OLCs are GFAP-negative but S-100 protein- and oligodendrocyte tra

OLCs are GFAP-negative but S-100 protein- and oligodendrocyte transcription factor 2 (Olig 2)-positive. Therefore, in actuality, the current definition can be considered to be fairly vague. In the literature, a variety of tumors have been reported under the umbrella of DNT. Leung first reported unusual subcortical DNT in 1994.[10] In their two cases, there appeared to be neurocytic differentiation in both AG-014699 cost cases, while one case involved

perivascular rosettes. Yamamoto reported observing multinodular masses in the hypothalamus, cerebellum and spinal cord.[11] Cervera-Pierot et al. described DNT and DNT-like lesions located in the caudate and septum pellucidum.[12] In a case of a cerebellar DNT reported by Kuchelmeister,[13] the microcystic area resembled a specific glioneuronal element. However, this type of tumor does not exhibit nodularity and its rosettes display definite neuronal differentiation. Subsequently, in 2002, we identified this tumor type as a new entity: rosette-forming glioneuronal tumor.[14] To address the above-mentioned controversial issues, we attempted to critically characterize the morphological and immunohistochemical profiles of specific glioneuronal elements, particularly those for OLCs and

floating neurons in DNT. We set strict inclusion criteria for classic DNT that corresponded to the simple BTK signaling pathway inhibitor form of DNT (WHO 2007), that is, a predominately cortical topography, a nodular architecture and the presence of specific glioneuronal elements composed of OLCs, floating neurons and a columnar to alveolar architecture (Fig. 1). Using these criteria, we were able to identify

seven patients from the pathological records in Tokyo Metropolitan Neurological Hospital and the Saitama Medical University Hospital. The age of the patients ranged from 13 to 36 years; mean 21.4 years, three female and four male.
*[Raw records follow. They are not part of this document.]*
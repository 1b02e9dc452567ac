// Proof of Work implementation

use crate::core::{BlockHeader, Hash256, hash256};
use crate::error::{Error, Result};
use std::time::{Duration, Instant};

/// Difficulty target: `1 << (256 - bits)` as a 256-bit big-endian integer
#[derive(Debug, Clone, Copy, PartialEq, Eq)]
pub struct Target {
    /// Required leading zero bits
    pub bits: u32,
}

impl Target {
    /// `bits` must be in `1..=255`
    pub fn from_bits(bits: u32) -> Self {
        Self { bits }
    }

    /// Full 256-bit target
    pub fn to_hash256(&self) -> Hash256 {
        let shift = 256 - self.bits as usize;
        let mut target = [0u8; 32];
        target[31 - shift / 8] = 1 << (shift % 8);
        Hash256::new(target)
    }

    /// Check if a hash meets this target (hash < target)
    pub fn is_valid_hash(&self, hash: &Hash256) -> bool {
        hash.as_bytes() < self.to_hash256().as_bytes()
    }
}

/// Nonce search and validation against a fixed target
#[derive(Debug, Clone)]
pub struct ProofOfWork {
    pub target: Target,
    /// Cached target hash for fast comparison
    target_hash: Hash256,
}

impl ProofOfWork {
    pub fn new(bits: u32) -> Self {
        let target = Target::from_bits(bits);
        let target_hash = target.to_hash256();
        Self { target, target_hash }
    }

    pub fn target_bits(&self) -> u32 {
        self.target.bits
    }

    /// Find the first nonce whose header double-hash is below the target.
    /// The header's own nonce is ignored.
    pub fn search(&self, header: &BlockHeader) -> Result<MiningResult> {
        let start_time = Instant::now();
        let mut data = header.hashing_bytes();
        let nonce_at = data.len() - 4;
        let mut attempts = 0u64;

        for nonce in 0..=u32::MAX {
            data[nonce_at..].copy_from_slice(&nonce.to_le_bytes());
            let hash = hash256(&data);
            attempts += 1;

            if self.is_valid_hash_fast(&hash) {
                return Ok(MiningResult {
                    nonce,
                    hash,
                    attempts,
                    duration: start_time.elapsed(),
                });
            }

            if attempts % 100_000 == 0 {
                let elapsed = start_time.elapsed();
                log::debug!("Mining attempts: {} ({:.1} KH/s)",
                    attempts,
                    attempts as f64 / elapsed.as_secs_f64() / 1000.0
                );
            }
        }

        Err(Error::NonceSpaceExhausted)
    }

    #[inline]
    fn is_valid_hash_fast(&self, hash: &Hash256) -> bool {
        hash.as_bytes() < self.target_hash.as_bytes()
    }

    /// Recompute the header hash with its stored nonce and check it against the target
    pub fn validate(&self, header: &BlockHeader) -> bool {
        self.is_valid_hash_fast(&header.hash())
    }
}

/// Outcome of a successful nonce search
#[derive(Debug)]
pub struct MiningResult {
    pub nonce: u32,
    pub hash: Hash256,
    pub attempts: u64,
    pub duration: Duration,
}

impl MiningResult {
    /// Hashes per second
    pub fn hash_rate(&self) -> f64 {
        self.attempts as f64 / self.duration.as_secs_f64()
    }
}
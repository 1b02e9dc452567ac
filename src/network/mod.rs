// P2P block synchronization

mod message;
mod node;
mod peer;

pub use message::{
    BlockMessage, COMMAND_LENGTH, GetBlocksMessage, GetDataMessage, InvMessage, InvType, Message,
    MessageType, PROTOCOL_VERSION, VersionMessage, bytes_to_command, command_to_bytes,
};
pub use node::Node;
pub use peer::{PeerRegistry, read_message, send_message};
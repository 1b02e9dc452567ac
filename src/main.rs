// tinyledger - CLI

use clap::Parser;
use tinyledger::{Cli, CliHandler};

fn main() {
    env_logger::init();

    let cli = Cli::parse();

    let handler = match CliHandler::new(&cli) {
        Ok(h) => h,
        Err(e) => {
            eprintln!("Error initializing: {}", e);
            std::process::exit(1);
        }
    };

    if let Err(e) = handler.handle(cli.command) {
        eprintln!("Error: {}", e);
        std::process::exit(1);
    }
}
All patients underwent surgical resection for drug-resistant temporal lobe epilepsy. MRI confirmed their predominant cortical topography. Surgical specimens were fixed in 10% buffered formalin and processed for paraffin embedding. HE stain as well as KB stain were utilized for a routine histological analysis. Representative sections were immunostained with antibodies directed against the following antigens: synaptophysin (SYP: SY38, 1:50, Dako Cytomation, Carpinteria, CA, USA), neurofilament protein Sitaxentan (NFP: 2F11, 1:50, Dako Cytomation), neuronal nuclear antigen (NeuN) (A60, 1:10, Chemicon, Temecula, CA, USA), GFAP (polyclonal, 1:400, Dako Cytomation), Olig2 (polyclonal, 1:40, IBL, Takasaki, Gumma, Japan), galectin 3 (monoclonal, 1:400, Novocastra, Newcastle-Upon-Tyne, UK), homeobox protein Nkx-2.2 (polyclonal, 1:40, Santa Cruz Biotechnology, Santa Cruz, CA, USA), platelet-derived growth factor receptor α (PDGFRα, polyclonal, 1:100, Santa Cruz Biotechnology), excitatory amino acid transporter 2 (EAAT2, polyclonal, 1:200, Abcam, Cambridge, UK) and CD56 (123C3, monoclonal, ready-to-use, Dako Cytomation).